Exactly. My for use cases, this format is amazing. I have very few floats, but lots and lots of objects, arrays and strings with moderate levels of duplication and substring duplication. My data is produced in a build and then read in thousands or millions of tiny queries that lookup up a single value deep inside the structure.

rx works very well as a kind of embedded database like sqlite, but completely unstructured like JSON.

Also I'm working on an extension that makes it mutable using append-only persistent data structures with a fixed-block caching level that is actually a pretty good database.

if you data is lots and lots of arrays of floats, this is likely not the format for you. Use float arrays.

Also note it stores decimal in a very compact encoding (two varints for base and power of 10)

That said, while this is a text format, it is also technically binary safe and could be extended with a new type tag to contain binary data if desired.
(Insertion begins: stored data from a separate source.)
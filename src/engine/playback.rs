//! The playback thread: pull, scale, encode, write, recover.

use std::sync::atomic::Ordering;
use std::sync::{Arc, PoisonError};

use super::error::PlayerError;
use super::events::PlayerEvent;
use super::player::{open_configured, OutputSpec, Shared};
use crate::hal::format_converter::{apply_gain, encode_into, encoded_len};
use crate::hal::pcm::{PcmError, PcmErrorKind, PcmHandle};
use crate::resilience::CancelToken;

/// Sample and byte buffers sized for one write quantum
pub(crate) struct Buffers {
    pub(crate) samples: Vec<f32>,
    pub(crate) bytes: Vec<u8>,
}

impl Buffers {
    pub(crate) fn new(quantum_frames: usize, spec: &OutputSpec) -> Self {
        let samples = quantum_frames * spec.channels as usize;
        Self {
            samples: vec![0.0; samples],
            bytes: vec![0; encoded_len(samples, spec.encoding)],
        }
    }

    pub(crate) fn fits(&self, quantum_frames: usize, spec: &OutputSpec) -> bool {
        let samples = quantum_frames * spec.channels as usize;
        self.samples.len() == samples && self.bytes.len() == encoded_len(samples, spec.encoding)
    }
}

/// Outcome of handling one failed write
#[derive(Debug, Clone, Copy, PartialEq, Eq)]
enum Recovery {
    /// Device usable again; retry the remaining frames
    Handled,
    Failed,
}

enum Reconnect {
    Restored,
    Cancelled,
    Exhausted { attempts: u32 },
}

/// Thread body; returns the buffers so the next run can reuse them
pub(crate) fn run(shared: Arc<Shared>, cancel: Arc<CancelToken>, mut buffers: Buffers) -> Buffers {
    shared.config.thread_priority.apply_to_current_thread();
    tracing::debug!("playback thread started");

    let config = &shared.config;
    let mut failures: u32 = 0;

    while !cancel.is_cancelled() {
        if shared.paused.load(Ordering::Acquire) {
            cancel.sleep(config.pause_poll());
            continue;
        }

        let (handle, spec) = {
            let inner = shared.lock();
            (inner.handle, inner.output)
        };
        let Some(spec) = spec else {
            cancel.sleep(config.idle_poll());
            continue;
        };
        let Some(handle) = handle else {
            match reconnect(&shared, &cancel, &spec) {
                Reconnect::Restored => {
                    failures = 0;
                    continue;
                }
                Reconnect::Cancelled => break,
                Reconnect::Exhausted { attempts } => {
                    give_up(&shared, &cancel, attempts);
                    break;
                }
            }
        };
        if !buffers.fits(config.quantum_frames, &spec) {
            buffers = Buffers::new(config.quantum_frames, &spec);
        }

        let read = {
            let mut source = shared.source.lock().unwrap_or_else(PoisonError::into_inner);
            source.as_mut().map(|s| s.read(&mut buffers.samples))
        };
        let channels = spec.channels as usize;
        let frames = match read {
            None => {
                cancel.sleep(config.idle_poll());
                continue;
            }
            Some(read) => read.min(buffers.samples.len()) / channels,
        };
        if frames == 0 {
            cancel.sleep(config.starved_poll());
            continue;
        }

        let samples = &mut buffers.samples[..frames * channels];
        apply_gain(
            samples,
            shared.volume.load(Ordering::Relaxed),
            shared.muted.load(Ordering::Relaxed),
        );
        let len = encode_into(samples, spec.encoding, &mut buffers.bytes);

        let frame_bytes = spec.frame_bytes();
        let mut written = 0;
        while written < frames && !cancel.is_cancelled() {
            let chunk = &buffers.bytes[written * frame_bytes..len];
            match shared.binding.write_interleaved(handle, chunk, frames - written) {
                Ok(accepted) => {
                    failures = 0;
                    written += accepted;
                    if accepted == 0 {
                        cancel.sleep(config.starved_poll());
                    }
                }
                Err(_) if cancel.is_cancelled() => break,
                Err(error) => match recover(&shared, &cancel, handle, error) {
                    Recovery::Handled => {}
                    Recovery::Failed => {
                        failures += 1;
                        tracing::warn!(failures, code = error.code(), "write failed");
                        if failures >= config.failure_threshold {
                            tracing::warn!(failures, "too many write failures, reopening device");
                            failures = 0;
                            invalidate(&shared, handle);
                        }
                        break;
                    }
                },
            }
        }
    }

    tracing::debug!("playback thread exiting");
    buffers
}

/// Per-write recovery for transient device conditions
fn recover(shared: &Shared, cancel: &CancelToken, handle: PcmHandle, error: PcmError) -> Recovery {
    let binding = shared.binding.as_ref();
    match error.kind() {
        PcmErrorKind::WouldBlock => {
            cancel.sleep(shared.config.starved_poll());
            Recovery::Handled
        }
        PcmErrorKind::Underrun => {
            tracing::debug!("underrun");
            match binding.recover(handle, error, true) {
                Ok(()) => Recovery::Handled,
                Err(e) => {
                    tracing::warn!(code = e.code(), error = %e, "underrun recovery failed");
                    Recovery::Failed
                }
            }
        }
        PcmErrorKind::Suspended => {
            tracing::info!("device suspended, resuming");
            let resumed = loop {
                match binding.resume(handle) {
                    Err(e) if e.kind() == PcmErrorKind::WouldBlock => {
                        if cancel.sleep(shared.config.starved_poll()) {
                            return Recovery::Handled;
                        }
                    }
                    other => break other,
                }
            };
            if resumed.is_ok() {
                return Recovery::Handled;
            }
            match binding.recover(handle, error, true) {
                Ok(()) => Recovery::Handled,
                Err(e) => {
                    tracing::warn!(code = e.code(), error = %e, "resume failed");
                    Recovery::Failed
                }
            }
        }
        PcmErrorKind::DeviceGone | PcmErrorKind::Other => {
            let outcome = binding.recover(handle, error, true);
            tracing::warn!(
                code = error.code(),
                error = %binding.error_message(error.code()),
                recovered = outcome.is_ok(),
                "write error"
            );
            if outcome.is_ok() {
                Recovery::Handled
            } else {
                Recovery::Failed
            }
        }
    }
}

/// Close a dead handle so the loop reconnects on its next pass
fn invalidate(shared: &Shared, handle: PcmHandle) {
    let mut inner = shared.lock();
    if inner.handle == Some(handle) {
        inner.handle = None;
        if let Err(e) = shared.binding.close(handle) {
            tracing::debug!(device = %inner.device_id, error = %e, "close of lost device failed");
        }
    }
}

fn reconnect(shared: &Shared, cancel: &CancelToken, spec: &OutputSpec) -> Reconnect {
    let device_id = shared.lock().device_id.clone();
    let policy = shared.config.reconnect;

    for attempt in 1..=policy.max_attempts {
        if cancel.is_cancelled() || shared.disposed.load(Ordering::Acquire) {
            return Reconnect::Cancelled;
        }

        let delay = policy.delay_for_attempt(attempt);
        tracing::warn!(device = %device_id, attempt, delay_ms = delay.as_millis() as u64, "device lost, reconnecting");
        shared.events.emit(PlayerEvent::Reconnecting { attempt, delay });
        if cancel.sleep(delay) {
            return Reconnect::Cancelled;
        }

        let handle = match open_configured(shared.binding.as_ref(), &device_id, spec, &shared.config) {
            Ok(handle) => handle,
            Err(e) => {
                tracing::debug!(device = %device_id, attempt, error = %e, "reconnect attempt failed");
                continue;
            }
        };
        if let Err(e) = shared.binding.prepare(handle) {
            tracing::debug!(device = %device_id, attempt, error = %e, "prepare after reopen failed");
            if let Err(e) = shared.binding.close(handle) {
                tracing::debug!(device = %device_id, error = %e, "close after failed prepare");
            }
            continue;
        }

        let mut inner = shared.lock();
        if cancel.is_cancelled() || inner.device_id != device_id {
            drop(inner);
            if let Err(e) = shared.binding.close(handle) {
                tracing::debug!(device = %device_id, error = %e, "close of abandoned reconnect failed");
            }
            return Reconnect::Cancelled;
        }
        inner.handle = Some(handle);
        tracing::info!(device = %device_id, attempt, "device reconnected");
        return Reconnect::Restored;
    }

    Reconnect::Exhausted {
        attempts: policy.max_attempts,
    }
}

fn give_up(shared: &Shared, cancel: &CancelToken, attempts: u32) {
    let mut inner = shared.lock();
    if cancel.is_cancelled() {
        return;
    }
    let error = PlayerError::ReconnectExhausted {
        device: inner.device_id.clone(),
        attempts,
    };
    shared.fail(&mut inner, &error);
}
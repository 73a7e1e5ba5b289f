use thiserror::Error;

use super::state::PlayerState;
use crate::hal::pcm::PcmError;

#[derive(Debug, Error)]
pub enum PlayerError {
    #[error("audio device '{0}' not found")]
    DeviceNotFound(String),

    #[error("invalid configuration: {0}")]
    InvalidConfig(String),

    #[error("cannot {action} while {state:?}")]
    InvalidState {
        action: &'static str,
        state: PlayerState,
    },

    #[error("player is not initialized")]
    NotInitialized,

    #[error("player has been disposed")]
    Disposed,

    #[error("failed to {op} '{device}'")]
    Pcm {
        op: &'static str,
        device: String,
        #[source]
        source: PcmError,
    },

    #[error("device '{device}' lost; gave up after {attempts} reconnection attempts")]
    ReconnectExhausted { device: String, attempts: u32 },

    #[error("failed to spawn playback thread: {0}")]
    ThreadSpawn(#[from] std::io::Error),
}

impl PlayerError {
    pub(crate) fn pcm(op: &'static str, device: &str, source: PcmError) -> Self {
        Self::Pcm {
            op,
            device: device.to_string(),
            source,
        }
    }

    /// Native status code behind a device failure
    pub fn pcm_code(&self) -> Option<i32> {
        match self {
            Self::Pcm { source, .. } => Some(source.code()),
            _ => None,
        }
    }
}
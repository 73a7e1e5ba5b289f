use roomsink::engine::{PlayerConfig, PlayerError, PlayerState};
use roomsink::hal::mock::{MockPcm, ScriptedToolRunner};
use roomsink::hal::{AlsaBackend, AudioBackend, ToolConfig};
use std::sync::Arc;

const LISTING: &str = "\
default
    Default ALSA Output
hw:CARD=Device,DEV=0
    USB Audio Device, USB Audio
    Direct hardware device without any conversions
plughw:CARD=Device,DEV=0
    USB Audio Device, USB Audio
    Hardware device with all software conversions
zone_kitchen
    Kitchen zone
";

const CARD_TABLE: &str = "\
card 1: Device [USB Audio Device], device 0: USB Audio [USB Audio]
";

fn backend(tools: ScriptedToolRunner) -> (Arc<ScriptedToolRunner>, AlsaBackend) {
    let tools = Arc::new(tools);
    let backend = AlsaBackend::new(
        Arc::new(MockPcm::new()),
        tools.clone(),
        ToolConfig::default(),
        PlayerConfig::default(),
    );
    (tools, backend)
}

fn listed() -> ScriptedToolRunner {
    ScriptedToolRunner::new()
        .with_output("aplay -L", LISTING)
        .with_output("aplay -l", CARD_TABLE)
}

fn amixer_calls(tools: &ScriptedToolRunner) -> Vec<String> {
    tools
        .calls()
        .into_iter()
        .filter(|c| c.starts_with("amixer"))
        .collect()
}

#[tokio::test]
async fn test_software_devices_have_no_hardware_volume() {
    let (tools, backend) = backend(listed().with_output("amixer -c 0 sset Master 50%", ""));

    assert!(!backend.set_hardware_volume("default", 50).await);
    assert!(!backend.set_hardware_volume("zone_kitchen", 50).await);
    assert!(!backend.set_hardware_volume("sysdefault:CARD=Device", 50).await);
    assert!(amixer_calls(&tools).is_empty());
}

#[tokio::test]
async fn test_volume_controls_tried_in_order() {
    let (tools, backend) = backend(listed().with_output("amixer -c 1 sset PCM 40%", ""));

    assert!(backend.set_hardware_volume("hw:1,0", 40).await);
    assert_eq!(
        amixer_calls(&tools),
        vec!["amixer -c 1 sset Master 40%", "amixer -c 1 sset PCM 40%"]
    );
}

#[tokio::test]
async fn test_named_card_resolved_through_listing() {
    let (tools, backend) = backend(listed().with_output("amixer -c 1 sset Master 75%", ""));

    assert!(backend.set_hardware_volume("plughw:CARD=Device,DEV=0", 75).await);
    assert!(tools.calls().contains(&"aplay -l".to_string()));
}

#[tokio::test]
async fn test_no_control_accepts_volume() {
    let (tools, backend) = backend(listed());

    assert!(!backend.set_hardware_volume("hw:1,0", 30).await);
    assert_eq!(
        amixer_calls(&tools),
        vec![
            "amixer -c 1 sset Master 30%",
            "amixer -c 1 sset PCM 30%",
            "amixer -c 1 sset Speaker 30%",
            "amixer -c 1 sset Headphone 30%",
        ]
    );
}

#[tokio::test]
async fn test_unknown_card_name_is_not_an_error() {
    let (tools, backend) = backend(listed());

    assert!(!backend.set_hardware_volume("hw:CARD=Missing,DEV=0", 30).await);
    assert!(amixer_calls(&tools).is_empty());
}

#[tokio::test]
async fn test_volume_percent_is_clamped() {
    let (tools, backend) = backend(listed().with_output("amixer -c 2 sset Master 100%", ""));

    assert!(backend.set_hardware_volume("hw:2", 150).await);
    assert_eq!(amixer_calls(&tools), vec!["amixer -c 2 sset Master 100%"]);
}

#[tokio::test]
async fn test_read_hardware_volume_and_controls() {
    let (_, backend) = backend(
        listed()
            .with_output(
                "amixer -c 1 sget Master",
                "Simple mixer control 'Master',0\n  Mono: Playback 20 [63%] [-11.00dB] [on]\n",
            )
            .with_output(
                "amixer -c 1 scontrols",
                "Simple mixer control 'Master',0\nSimple mixer control 'PCM',0\n",
            ),
    );

    assert_eq!(backend.hardware_volume("hw:1,0").await, Some(63));
    assert_eq!(backend.mixer_controls("hw:1,0").await, vec!["Master", "PCM"]);
    assert_eq!(backend.hardware_volume("default").await, None);
    assert!(backend.mixer_controls("zone_kitchen").await.is_empty());
}

#[tokio::test]
async fn test_queries_delegate_to_enumerator() {
    let (_, backend) = backend(listed());

    assert_eq!(backend.backend_id(), "alsa");
    assert_eq!(backend.output_devices().await.len(), 4);
    assert_eq!(backend.default_device().await.unwrap().id, "default");
    assert_eq!(backend.device("kitchen").await.unwrap().id, "zone_kitchen");
    assert!(backend.validate_device(Some("nonexistent-id-xyz")).await.is_err());
    assert!(backend.validate_device(None).await.is_ok());
}

#[tokio::test]
async fn test_create_player() {
    let (_, backend) = backend(listed());

    let player = backend.create_player(Some("hw:CARD=Device,DEV=0")).await.unwrap();
    assert_eq!(player.device_id(), "hw:CARD=Device,DEV=0");
    assert_eq!(player.state(), PlayerState::Uninitialized);

    let player = backend.create_player(Some("kitchen")).await.unwrap();
    assert_eq!(player.device_id(), "zone_kitchen");

    let player = backend.create_player(None).await.unwrap();
    assert_eq!(player.device_id(), "default");

    let err = backend.create_player(Some("nonexistent-id-xyz")).await.err().unwrap();
    assert!(matches!(err, PlayerError::DeviceNotFound(id) if id == "nonexistent-id-xyz"));
}

#[tokio::test]
async fn test_create_player_without_listing_uses_default() {
    let (_, backend) = backend(ScriptedToolRunner::new());

    let player = backend.create_player(Some("")).await.unwrap();
    assert_eq!(player.device_id(), "default");
}
use anyhow::{bail, Context, Result};
use clap::{Parser, Subcommand};
use std::path::PathBuf;
use std::sync::Arc;
use std::time::Duration;
use tracing_subscriber::EnvFilter;

use roomsink::engine::{PlayerConfig, PlayerEvent};
use roomsink::hal::mock::{MockPcm, SineSource};
use roomsink::hal::{AlsaBackend, AudioBackend, AudioFormat, AudioOutputFormat, PcmBinding, SystemToolRunner, ToolConfig};

#[derive(Parser)]
#[command(name = "roomsink", about = "Direct-hardware audio output")]
struct Cli {
    /// Player configuration as JSON
    #[arg(long, global = true)]
    config: Option<PathBuf>,

    /// Write to an in-memory device instead of the sound card
    #[arg(long, global = true)]
    dry_run: bool,

    #[command(subcommand)]
    command: Command,
}

#[derive(Subcommand)]
enum Command {
    /// List output devices
    Devices {
        #[arg(long)]
        json: bool,
    },
    /// Play a test tone
    Play {
        #[arg(short, long)]
        device: Option<String>,
        #[arg(long, default_value_t = 440.0)]
        frequency: f64,
        #[arg(long, default_value_t = 3.0)]
        seconds: f64,
        #[arg(long, default_value_t = 0.5)]
        volume: f32,
        #[arg(long, default_value_t = 48000)]
        rate: u32,
        #[arg(long, default_value_t = 2)]
        channels: u16,
        /// Output bit depth override (16, 24 or 32)
        #[arg(long)]
        bit_depth: Option<u16>,
    },
    /// Set the hardware mixer of a direct-hardware device
    Volume { device: String, percent: u8 },
}

fn load_config(path: Option<&PathBuf>) -> Result<PlayerConfig> {
    let Some(path) = path else {
        return Ok(PlayerConfig::default());
    };
    let text = std::fs::read_to_string(path).with_context(|| format!("reading {}", path.display()))?;
    let value: serde_json::Value = serde_json::from_str(&text).context("parsing player config")?;
    Ok(PlayerConfig::from_json(value)?)
}

#[cfg(feature = "alsa")]
fn binding(dry_run: bool) -> Arc<dyn PcmBinding> {
    if dry_run {
        Arc::new(MockPcm::new())
    } else {
        Arc::new(roomsink::hal::AlsaBinding::new())
    }
}

#[cfg(not(feature = "alsa"))]
fn binding(dry_run: bool) -> Arc<dyn PcmBinding> {
    if !dry_run {
        tracing::warn!("built without the `alsa` feature, writing to an in-memory device");
    }
    Arc::new(MockPcm::new())
}

#[tokio::main]
async fn main() -> Result<()> {
    tracing_subscriber::fmt()
        .with_env_filter(EnvFilter::try_from_default_env().unwrap_or_else(|_| EnvFilter::new("info")))
        .init();

    let cli = Cli::parse();
    let player_config = load_config(cli.config.as_ref())?;
    let tool_config = ToolConfig::default();
    let backend = AlsaBackend::new(
        binding(cli.dry_run),
        Arc::new(SystemToolRunner::new(tool_config.timeout())),
        tool_config,
        player_config,
    );

    match cli.command {
        Command::Devices { json } => {
            let devices = backend.output_devices().await;
            if json {
                println!("{}", serde_json::to_string_pretty(&devices)?);
            } else if devices.is_empty() {
                println!("No output devices found");
            } else {
                for device in &devices {
                    let marker = if device.is_default { "*" } else { " " };
                    println!(
                        "{} {:<40} {} ({} ch, {} Hz)",
                        marker, device.id, device.display_name, device.max_channels, device.default_sample_rate
                    );
                }
            }
        }
        Command::Play {
            device,
            frequency,
            seconds,
            volume,
            rate,
            channels,
            bit_depth,
        } => {
            if let Err(message) = backend.validate_device(device.as_deref()).await {
                bail!(message);
            }
            let player = backend.create_player(device.as_deref()).await?;
            let events = player.subscribe();
            let watcher = std::thread::spawn(move || {
                for event in events.iter() {
                    match event {
                        PlayerEvent::StateChanged(state) => tracing::info!(state = state.name(), "state"),
                        PlayerEvent::Reconnecting { attempt, delay } => {
                            tracing::warn!(attempt, delay_ms = delay.as_millis() as u64, "reconnecting")
                        }
                        PlayerEvent::ErrorOccurred { message, cause } => {
                            tracing::error!(message = %message, cause = ?cause, "playback error")
                        }
                    }
                }
            });

            let output = bit_depth.map(|bit_depth| AudioOutputFormat {
                sample_rate: rate,
                bit_depth,
                channels,
            });
            player
                .initialize(AudioFormat::new(rate, channels), output)
                .with_context(|| format!("initializing {}", player.device_id()))?;
            player.attach_source(Box::new(SineSource::new(frequency, rate, channels)));
            player.set_volume(volume);
            tracing::info!(
                device = %player.device_id(),
                latency_ms = player.output_latency().as_millis() as u64,
                "playing test tone"
            );
            player.play()?;
            tokio::time::sleep(Duration::from_secs_f64(seconds.max(0.0))).await;
            player.stop()?;
            drop(player);
            if watcher.join().is_err() {
                tracing::error!("event watcher panicked");
            }
        }
        Command::Volume { device, percent } => {
            if !backend.set_hardware_volume(&device, percent).await {
                bail!("device '{}' has no usable hardware mixer", device);
            }
            if let Some(level) = backend.hardware_volume(&device).await {
                println!("{}: {}%", device, level);
            }
        }
    }

    Ok(())
}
and with little data (i.e. <10Mb), this matters much less than accessibility and easy understanding of the data using a simple text editor or jq in the terminal + some filters.
what do you mean by little data, most communication protocols are not one off
Also good luck parsing 10 MiB of JSON in a loop that can't tolerate blocking the CPU for more than 10ms.

What's expensive is very relative to the use case.

I agree in principle. However JSON tooling has also got so good that other formats, when not optimized and held correctly, can be worse than JSON. For example IME stock protocol buffers can be worse than a well optimized JSON library (as much as it pains me to say this).
Yeah the raw parse speed comparison is almost a red herring at this point. The real cost with JSON is when you have a 200MB manifest or build artifact and you need exactly two fields out of it. You're still loading the whole thing into memory, building the full object graph, and GC gets to clean all of it up after. That's the part where something like RX with selective access actually matters. Parse speed benchmarks don't capture that at all.
> The real cost with JSON is when you have a 200MB manifest or build artifact and you need exactly two fields out of it.

There are SAX-like JSON libraries out there, and several of them work with a preallocated buffer or similar streaming interface, so you could stream the file and pick out the two fields as they come along.

You still have to parse half the entire file on average. Much slower than formats that support skipping to the relevant information directly.
yep, this is exactly the kind of use case that caused me to design this format.
as parser: keep only indexes to the original file (input), dont copy strings or parse numbers at all (unless the strings fit in the index width, e.g. 32bit)

That would make parsing faster and there will be very little in terms on tree (json can't really contain full blow graphs) but it's rather complicated, and it will require hashing to allow navigation, though.

yep. I built custom JSON parsers as a first solution. The problem is you can't get away from scanning at least half the document bytes on average.

With RX and other truly random-access formats you could even optimize to the point of not even fetching the whole document. You could grab chunks from a remote server using HTTP range requests and cache locally in fixed-width blocks.

With JSON you must start at the front and read byte-by-byte till you find all the data you're looking for. Smart parsers can help a lot to reduce heap allocations, but you can't skip the state machine scan.

Can you imagine if a service as chatty and performance sensitive as Discord used JSON for their entire API surface?